= Work to complete =
Wherever a line of the data contains "validated", copy that line.

--

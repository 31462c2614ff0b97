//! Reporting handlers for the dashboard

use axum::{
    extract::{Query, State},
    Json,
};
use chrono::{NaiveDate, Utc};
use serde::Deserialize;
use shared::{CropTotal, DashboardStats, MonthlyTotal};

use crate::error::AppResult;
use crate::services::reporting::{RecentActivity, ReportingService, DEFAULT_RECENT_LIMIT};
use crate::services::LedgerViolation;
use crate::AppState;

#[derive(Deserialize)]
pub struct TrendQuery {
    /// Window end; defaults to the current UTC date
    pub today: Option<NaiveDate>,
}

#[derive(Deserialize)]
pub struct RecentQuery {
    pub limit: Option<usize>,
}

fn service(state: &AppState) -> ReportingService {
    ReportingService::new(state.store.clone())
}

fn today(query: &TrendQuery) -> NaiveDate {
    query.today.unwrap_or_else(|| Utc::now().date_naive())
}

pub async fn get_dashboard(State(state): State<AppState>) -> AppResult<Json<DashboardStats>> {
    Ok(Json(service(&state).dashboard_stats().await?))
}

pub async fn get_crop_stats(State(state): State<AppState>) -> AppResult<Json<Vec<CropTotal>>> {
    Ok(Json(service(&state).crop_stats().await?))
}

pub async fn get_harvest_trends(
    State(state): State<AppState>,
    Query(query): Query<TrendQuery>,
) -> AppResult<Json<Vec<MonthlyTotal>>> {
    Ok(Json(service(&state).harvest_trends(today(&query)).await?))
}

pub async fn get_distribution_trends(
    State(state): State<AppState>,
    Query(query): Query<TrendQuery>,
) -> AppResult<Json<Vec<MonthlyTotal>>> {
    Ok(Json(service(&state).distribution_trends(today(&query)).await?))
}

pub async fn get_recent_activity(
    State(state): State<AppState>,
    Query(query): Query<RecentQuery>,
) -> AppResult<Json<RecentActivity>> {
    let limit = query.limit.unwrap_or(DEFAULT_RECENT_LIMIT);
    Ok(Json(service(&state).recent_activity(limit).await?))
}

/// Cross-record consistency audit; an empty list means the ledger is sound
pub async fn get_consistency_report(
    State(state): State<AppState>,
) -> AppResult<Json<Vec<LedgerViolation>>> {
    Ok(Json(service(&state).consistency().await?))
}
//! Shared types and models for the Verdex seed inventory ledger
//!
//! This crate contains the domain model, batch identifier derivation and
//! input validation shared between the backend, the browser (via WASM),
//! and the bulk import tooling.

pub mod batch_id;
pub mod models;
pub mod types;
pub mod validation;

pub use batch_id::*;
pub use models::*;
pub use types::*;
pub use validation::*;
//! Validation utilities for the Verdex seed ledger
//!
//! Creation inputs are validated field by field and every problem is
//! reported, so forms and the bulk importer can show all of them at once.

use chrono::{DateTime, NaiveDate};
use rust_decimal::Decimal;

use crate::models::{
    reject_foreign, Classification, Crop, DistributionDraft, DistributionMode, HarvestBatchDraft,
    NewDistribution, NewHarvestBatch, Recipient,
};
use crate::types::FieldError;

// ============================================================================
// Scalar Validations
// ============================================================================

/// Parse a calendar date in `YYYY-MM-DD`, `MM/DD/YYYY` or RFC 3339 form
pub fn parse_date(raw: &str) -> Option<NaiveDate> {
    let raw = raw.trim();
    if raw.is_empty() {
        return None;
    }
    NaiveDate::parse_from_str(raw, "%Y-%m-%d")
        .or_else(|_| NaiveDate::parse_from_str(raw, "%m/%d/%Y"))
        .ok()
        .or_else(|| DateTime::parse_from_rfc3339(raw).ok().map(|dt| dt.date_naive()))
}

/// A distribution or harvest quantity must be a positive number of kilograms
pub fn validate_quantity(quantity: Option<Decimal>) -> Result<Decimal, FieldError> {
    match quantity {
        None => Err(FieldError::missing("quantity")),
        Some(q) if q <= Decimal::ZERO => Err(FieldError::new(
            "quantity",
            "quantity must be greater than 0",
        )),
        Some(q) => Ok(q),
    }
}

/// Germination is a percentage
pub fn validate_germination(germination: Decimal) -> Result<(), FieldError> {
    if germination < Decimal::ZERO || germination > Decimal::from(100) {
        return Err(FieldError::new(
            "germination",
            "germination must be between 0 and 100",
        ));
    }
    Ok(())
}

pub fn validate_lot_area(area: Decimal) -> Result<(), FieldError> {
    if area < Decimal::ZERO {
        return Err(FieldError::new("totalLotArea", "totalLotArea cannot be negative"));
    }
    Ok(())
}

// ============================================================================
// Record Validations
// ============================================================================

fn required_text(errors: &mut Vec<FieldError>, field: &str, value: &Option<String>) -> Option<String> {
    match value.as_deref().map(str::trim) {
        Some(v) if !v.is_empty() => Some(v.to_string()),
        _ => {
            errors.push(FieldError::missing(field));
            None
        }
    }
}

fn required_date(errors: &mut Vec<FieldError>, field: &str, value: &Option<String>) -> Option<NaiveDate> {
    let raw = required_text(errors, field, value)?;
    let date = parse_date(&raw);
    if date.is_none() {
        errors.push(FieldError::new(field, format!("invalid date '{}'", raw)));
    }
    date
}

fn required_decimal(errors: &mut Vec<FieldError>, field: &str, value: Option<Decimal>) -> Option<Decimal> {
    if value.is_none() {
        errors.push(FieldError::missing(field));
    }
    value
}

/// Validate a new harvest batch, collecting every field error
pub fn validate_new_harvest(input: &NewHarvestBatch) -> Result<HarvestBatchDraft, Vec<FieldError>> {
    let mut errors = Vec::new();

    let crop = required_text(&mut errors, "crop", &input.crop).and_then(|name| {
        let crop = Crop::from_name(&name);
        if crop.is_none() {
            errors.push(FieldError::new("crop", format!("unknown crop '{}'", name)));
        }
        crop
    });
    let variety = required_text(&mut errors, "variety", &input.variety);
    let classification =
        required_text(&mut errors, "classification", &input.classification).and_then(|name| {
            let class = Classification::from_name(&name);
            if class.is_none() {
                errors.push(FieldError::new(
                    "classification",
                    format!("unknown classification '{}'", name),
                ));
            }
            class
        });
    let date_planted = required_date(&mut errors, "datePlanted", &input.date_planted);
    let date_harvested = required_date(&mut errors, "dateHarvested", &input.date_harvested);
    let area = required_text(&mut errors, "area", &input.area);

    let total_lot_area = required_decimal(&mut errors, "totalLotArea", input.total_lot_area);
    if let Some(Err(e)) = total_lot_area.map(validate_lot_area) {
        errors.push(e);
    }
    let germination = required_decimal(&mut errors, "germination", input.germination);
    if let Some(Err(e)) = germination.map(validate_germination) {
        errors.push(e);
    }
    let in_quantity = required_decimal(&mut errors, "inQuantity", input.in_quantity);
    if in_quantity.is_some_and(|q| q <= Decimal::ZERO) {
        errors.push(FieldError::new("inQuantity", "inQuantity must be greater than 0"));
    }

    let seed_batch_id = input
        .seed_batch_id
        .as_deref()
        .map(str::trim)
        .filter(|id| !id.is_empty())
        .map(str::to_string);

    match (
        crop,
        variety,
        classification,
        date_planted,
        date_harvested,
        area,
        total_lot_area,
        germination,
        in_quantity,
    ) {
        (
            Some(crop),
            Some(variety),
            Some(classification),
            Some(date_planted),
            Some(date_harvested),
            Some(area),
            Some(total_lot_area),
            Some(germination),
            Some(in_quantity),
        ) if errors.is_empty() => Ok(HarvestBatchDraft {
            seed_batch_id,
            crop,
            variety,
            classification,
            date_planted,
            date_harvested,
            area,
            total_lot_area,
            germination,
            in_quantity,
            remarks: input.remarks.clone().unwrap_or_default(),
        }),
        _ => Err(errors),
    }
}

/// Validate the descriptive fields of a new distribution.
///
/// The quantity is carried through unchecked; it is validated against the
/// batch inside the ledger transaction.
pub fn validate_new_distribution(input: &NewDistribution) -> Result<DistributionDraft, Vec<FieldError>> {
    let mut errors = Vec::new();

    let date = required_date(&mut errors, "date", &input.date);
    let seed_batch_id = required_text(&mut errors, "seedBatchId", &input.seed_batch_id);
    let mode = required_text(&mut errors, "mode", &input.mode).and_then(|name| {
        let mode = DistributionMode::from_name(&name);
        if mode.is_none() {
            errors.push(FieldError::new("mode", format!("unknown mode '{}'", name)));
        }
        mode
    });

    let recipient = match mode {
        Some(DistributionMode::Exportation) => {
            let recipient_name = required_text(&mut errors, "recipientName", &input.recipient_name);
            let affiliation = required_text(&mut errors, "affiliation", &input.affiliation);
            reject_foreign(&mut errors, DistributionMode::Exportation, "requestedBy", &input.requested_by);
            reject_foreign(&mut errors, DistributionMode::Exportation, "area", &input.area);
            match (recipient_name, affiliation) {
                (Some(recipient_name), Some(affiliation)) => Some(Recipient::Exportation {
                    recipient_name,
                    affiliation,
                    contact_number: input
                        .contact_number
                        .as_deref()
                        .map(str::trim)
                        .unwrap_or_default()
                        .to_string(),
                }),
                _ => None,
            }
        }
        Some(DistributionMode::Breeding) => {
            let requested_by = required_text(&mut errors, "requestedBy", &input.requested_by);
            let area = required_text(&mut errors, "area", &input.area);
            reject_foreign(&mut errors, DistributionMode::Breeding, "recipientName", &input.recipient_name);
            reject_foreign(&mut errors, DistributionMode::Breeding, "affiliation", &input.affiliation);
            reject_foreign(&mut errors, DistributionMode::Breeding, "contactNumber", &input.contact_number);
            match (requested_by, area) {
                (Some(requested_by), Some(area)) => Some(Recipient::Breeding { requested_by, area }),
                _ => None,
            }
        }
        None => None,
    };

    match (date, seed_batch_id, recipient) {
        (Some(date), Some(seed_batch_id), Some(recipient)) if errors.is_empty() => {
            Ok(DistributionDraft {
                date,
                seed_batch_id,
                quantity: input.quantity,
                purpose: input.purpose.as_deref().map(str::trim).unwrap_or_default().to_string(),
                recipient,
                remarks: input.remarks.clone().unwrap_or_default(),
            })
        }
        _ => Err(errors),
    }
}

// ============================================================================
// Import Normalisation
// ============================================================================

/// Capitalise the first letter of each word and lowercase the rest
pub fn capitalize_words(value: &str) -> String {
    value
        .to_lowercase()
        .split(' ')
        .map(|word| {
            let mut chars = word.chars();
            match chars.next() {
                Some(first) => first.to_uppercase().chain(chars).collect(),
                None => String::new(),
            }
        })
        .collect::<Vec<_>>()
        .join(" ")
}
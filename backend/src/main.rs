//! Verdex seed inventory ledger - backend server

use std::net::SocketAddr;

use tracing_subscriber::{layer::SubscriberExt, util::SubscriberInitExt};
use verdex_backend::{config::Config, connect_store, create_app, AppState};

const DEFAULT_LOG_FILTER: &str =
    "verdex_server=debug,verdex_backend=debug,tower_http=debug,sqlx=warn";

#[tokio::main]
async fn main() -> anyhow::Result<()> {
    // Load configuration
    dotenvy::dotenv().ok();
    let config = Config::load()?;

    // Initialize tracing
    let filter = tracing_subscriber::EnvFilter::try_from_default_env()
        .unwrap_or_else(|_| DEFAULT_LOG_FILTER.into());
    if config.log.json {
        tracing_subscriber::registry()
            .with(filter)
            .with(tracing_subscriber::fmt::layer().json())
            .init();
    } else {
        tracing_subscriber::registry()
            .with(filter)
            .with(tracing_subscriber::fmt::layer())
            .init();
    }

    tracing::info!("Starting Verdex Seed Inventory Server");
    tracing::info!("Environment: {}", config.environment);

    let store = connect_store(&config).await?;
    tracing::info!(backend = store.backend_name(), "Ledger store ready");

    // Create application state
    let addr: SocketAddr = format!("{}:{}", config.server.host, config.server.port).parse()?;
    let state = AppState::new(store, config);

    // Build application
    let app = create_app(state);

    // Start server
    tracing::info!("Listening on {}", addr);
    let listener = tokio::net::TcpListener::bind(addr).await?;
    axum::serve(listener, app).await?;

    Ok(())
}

--

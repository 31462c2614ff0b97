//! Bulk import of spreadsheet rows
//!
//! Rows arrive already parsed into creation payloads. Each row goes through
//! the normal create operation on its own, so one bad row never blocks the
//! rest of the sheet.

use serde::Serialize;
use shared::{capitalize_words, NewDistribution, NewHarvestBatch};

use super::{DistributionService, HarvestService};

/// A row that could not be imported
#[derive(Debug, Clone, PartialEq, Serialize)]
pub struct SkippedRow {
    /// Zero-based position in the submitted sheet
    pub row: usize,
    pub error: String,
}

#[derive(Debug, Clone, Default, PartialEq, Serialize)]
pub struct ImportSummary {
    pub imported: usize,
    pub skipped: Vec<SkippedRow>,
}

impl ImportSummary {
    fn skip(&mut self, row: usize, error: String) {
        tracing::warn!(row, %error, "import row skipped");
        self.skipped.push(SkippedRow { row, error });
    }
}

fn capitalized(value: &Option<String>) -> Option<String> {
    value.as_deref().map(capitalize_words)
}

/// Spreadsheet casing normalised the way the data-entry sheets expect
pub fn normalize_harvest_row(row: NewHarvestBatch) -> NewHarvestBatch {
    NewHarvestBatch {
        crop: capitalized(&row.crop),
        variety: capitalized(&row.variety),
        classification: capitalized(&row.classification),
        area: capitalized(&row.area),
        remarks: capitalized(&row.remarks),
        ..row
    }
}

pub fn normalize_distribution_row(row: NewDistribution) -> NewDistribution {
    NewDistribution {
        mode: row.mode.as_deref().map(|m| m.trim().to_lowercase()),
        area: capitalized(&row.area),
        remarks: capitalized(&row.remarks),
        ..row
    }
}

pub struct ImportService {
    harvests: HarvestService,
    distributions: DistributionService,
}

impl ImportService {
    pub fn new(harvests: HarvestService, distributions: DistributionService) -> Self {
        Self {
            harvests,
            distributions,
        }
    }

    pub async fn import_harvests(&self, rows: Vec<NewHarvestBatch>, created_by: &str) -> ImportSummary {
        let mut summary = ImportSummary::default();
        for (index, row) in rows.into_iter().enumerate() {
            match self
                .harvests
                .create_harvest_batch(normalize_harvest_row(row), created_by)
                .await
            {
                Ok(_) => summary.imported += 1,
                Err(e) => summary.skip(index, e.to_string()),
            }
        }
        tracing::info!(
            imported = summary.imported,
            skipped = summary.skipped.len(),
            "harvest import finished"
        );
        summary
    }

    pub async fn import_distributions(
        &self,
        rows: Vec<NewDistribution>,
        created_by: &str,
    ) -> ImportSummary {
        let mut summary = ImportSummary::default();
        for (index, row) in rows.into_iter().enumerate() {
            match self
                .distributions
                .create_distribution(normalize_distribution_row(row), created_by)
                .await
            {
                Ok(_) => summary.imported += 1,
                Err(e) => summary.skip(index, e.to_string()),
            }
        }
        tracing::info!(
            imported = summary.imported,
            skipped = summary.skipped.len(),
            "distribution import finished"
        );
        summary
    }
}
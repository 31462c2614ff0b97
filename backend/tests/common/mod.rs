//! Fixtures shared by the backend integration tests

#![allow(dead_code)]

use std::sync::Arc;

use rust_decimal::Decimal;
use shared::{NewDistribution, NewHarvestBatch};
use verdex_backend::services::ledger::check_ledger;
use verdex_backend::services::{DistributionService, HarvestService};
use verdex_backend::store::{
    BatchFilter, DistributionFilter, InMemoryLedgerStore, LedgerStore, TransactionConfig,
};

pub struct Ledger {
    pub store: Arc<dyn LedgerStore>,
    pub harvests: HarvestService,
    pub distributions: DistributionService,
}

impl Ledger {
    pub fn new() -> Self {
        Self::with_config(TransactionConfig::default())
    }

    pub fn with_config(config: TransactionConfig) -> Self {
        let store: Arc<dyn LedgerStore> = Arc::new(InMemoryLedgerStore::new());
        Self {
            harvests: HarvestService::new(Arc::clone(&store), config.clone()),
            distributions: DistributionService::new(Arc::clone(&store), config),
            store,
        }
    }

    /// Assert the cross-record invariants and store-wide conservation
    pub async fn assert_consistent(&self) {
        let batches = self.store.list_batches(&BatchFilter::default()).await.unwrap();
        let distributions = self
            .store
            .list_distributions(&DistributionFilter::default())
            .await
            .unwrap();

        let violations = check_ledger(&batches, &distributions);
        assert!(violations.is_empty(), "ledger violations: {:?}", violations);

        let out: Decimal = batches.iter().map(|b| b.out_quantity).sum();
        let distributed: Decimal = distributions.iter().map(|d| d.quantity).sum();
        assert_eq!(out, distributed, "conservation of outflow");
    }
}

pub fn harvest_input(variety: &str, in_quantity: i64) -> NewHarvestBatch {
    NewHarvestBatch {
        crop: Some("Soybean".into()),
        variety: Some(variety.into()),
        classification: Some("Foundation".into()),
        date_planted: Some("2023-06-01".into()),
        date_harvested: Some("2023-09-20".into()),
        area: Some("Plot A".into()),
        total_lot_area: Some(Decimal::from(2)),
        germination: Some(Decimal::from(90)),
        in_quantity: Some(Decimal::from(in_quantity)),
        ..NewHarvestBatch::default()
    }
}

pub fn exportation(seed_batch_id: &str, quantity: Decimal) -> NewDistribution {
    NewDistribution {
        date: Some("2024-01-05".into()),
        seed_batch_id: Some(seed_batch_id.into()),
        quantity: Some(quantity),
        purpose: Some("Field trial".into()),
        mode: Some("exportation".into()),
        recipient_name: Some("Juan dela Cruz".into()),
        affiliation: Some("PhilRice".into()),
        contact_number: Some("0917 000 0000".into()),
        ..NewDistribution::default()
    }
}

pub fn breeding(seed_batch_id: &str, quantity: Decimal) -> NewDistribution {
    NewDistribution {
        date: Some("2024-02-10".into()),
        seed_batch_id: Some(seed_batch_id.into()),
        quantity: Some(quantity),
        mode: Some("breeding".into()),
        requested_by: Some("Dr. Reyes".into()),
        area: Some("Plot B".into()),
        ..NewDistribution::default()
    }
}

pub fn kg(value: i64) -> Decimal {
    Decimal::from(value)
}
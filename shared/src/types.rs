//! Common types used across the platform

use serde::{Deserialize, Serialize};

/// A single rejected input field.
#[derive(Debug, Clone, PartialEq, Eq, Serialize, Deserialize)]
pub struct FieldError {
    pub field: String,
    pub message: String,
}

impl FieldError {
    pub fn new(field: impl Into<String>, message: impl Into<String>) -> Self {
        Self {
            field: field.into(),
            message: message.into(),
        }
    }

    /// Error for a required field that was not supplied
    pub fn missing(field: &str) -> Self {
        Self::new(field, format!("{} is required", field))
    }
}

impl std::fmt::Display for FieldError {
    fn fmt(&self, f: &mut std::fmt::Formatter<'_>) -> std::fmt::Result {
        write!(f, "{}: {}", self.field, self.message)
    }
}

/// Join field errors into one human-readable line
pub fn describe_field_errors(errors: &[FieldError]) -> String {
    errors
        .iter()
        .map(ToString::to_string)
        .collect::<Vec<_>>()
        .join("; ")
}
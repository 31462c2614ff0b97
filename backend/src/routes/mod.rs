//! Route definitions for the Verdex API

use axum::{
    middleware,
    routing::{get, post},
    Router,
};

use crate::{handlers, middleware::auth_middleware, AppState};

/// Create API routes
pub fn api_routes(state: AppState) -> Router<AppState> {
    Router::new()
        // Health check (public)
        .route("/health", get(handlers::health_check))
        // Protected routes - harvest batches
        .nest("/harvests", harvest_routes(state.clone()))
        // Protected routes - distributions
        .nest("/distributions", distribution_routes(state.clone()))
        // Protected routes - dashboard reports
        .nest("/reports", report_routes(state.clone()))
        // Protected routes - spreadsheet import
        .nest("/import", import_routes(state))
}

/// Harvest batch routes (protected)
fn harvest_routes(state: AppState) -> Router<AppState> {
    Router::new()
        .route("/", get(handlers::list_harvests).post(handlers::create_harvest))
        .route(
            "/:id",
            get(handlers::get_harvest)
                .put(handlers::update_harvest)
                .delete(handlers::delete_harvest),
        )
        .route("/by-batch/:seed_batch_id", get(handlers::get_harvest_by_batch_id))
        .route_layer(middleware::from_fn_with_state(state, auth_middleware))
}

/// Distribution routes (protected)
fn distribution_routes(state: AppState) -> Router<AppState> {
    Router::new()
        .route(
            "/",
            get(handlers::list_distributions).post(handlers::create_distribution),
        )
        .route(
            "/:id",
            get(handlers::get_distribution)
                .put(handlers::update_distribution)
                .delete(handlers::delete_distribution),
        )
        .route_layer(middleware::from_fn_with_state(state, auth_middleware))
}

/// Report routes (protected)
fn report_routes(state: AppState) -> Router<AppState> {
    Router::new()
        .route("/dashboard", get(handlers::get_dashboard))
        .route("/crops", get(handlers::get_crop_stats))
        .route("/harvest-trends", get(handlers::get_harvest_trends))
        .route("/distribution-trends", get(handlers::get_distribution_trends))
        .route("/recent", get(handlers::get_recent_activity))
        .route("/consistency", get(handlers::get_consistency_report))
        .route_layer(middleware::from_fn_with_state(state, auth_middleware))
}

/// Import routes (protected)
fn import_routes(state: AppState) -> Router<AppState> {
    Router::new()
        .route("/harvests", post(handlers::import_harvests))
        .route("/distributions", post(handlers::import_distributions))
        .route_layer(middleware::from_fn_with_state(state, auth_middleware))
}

--

= Written reply =
//! Creation inputs are validated field by field and every problem is
/// The quantity is carried through unchecked; it is validated against the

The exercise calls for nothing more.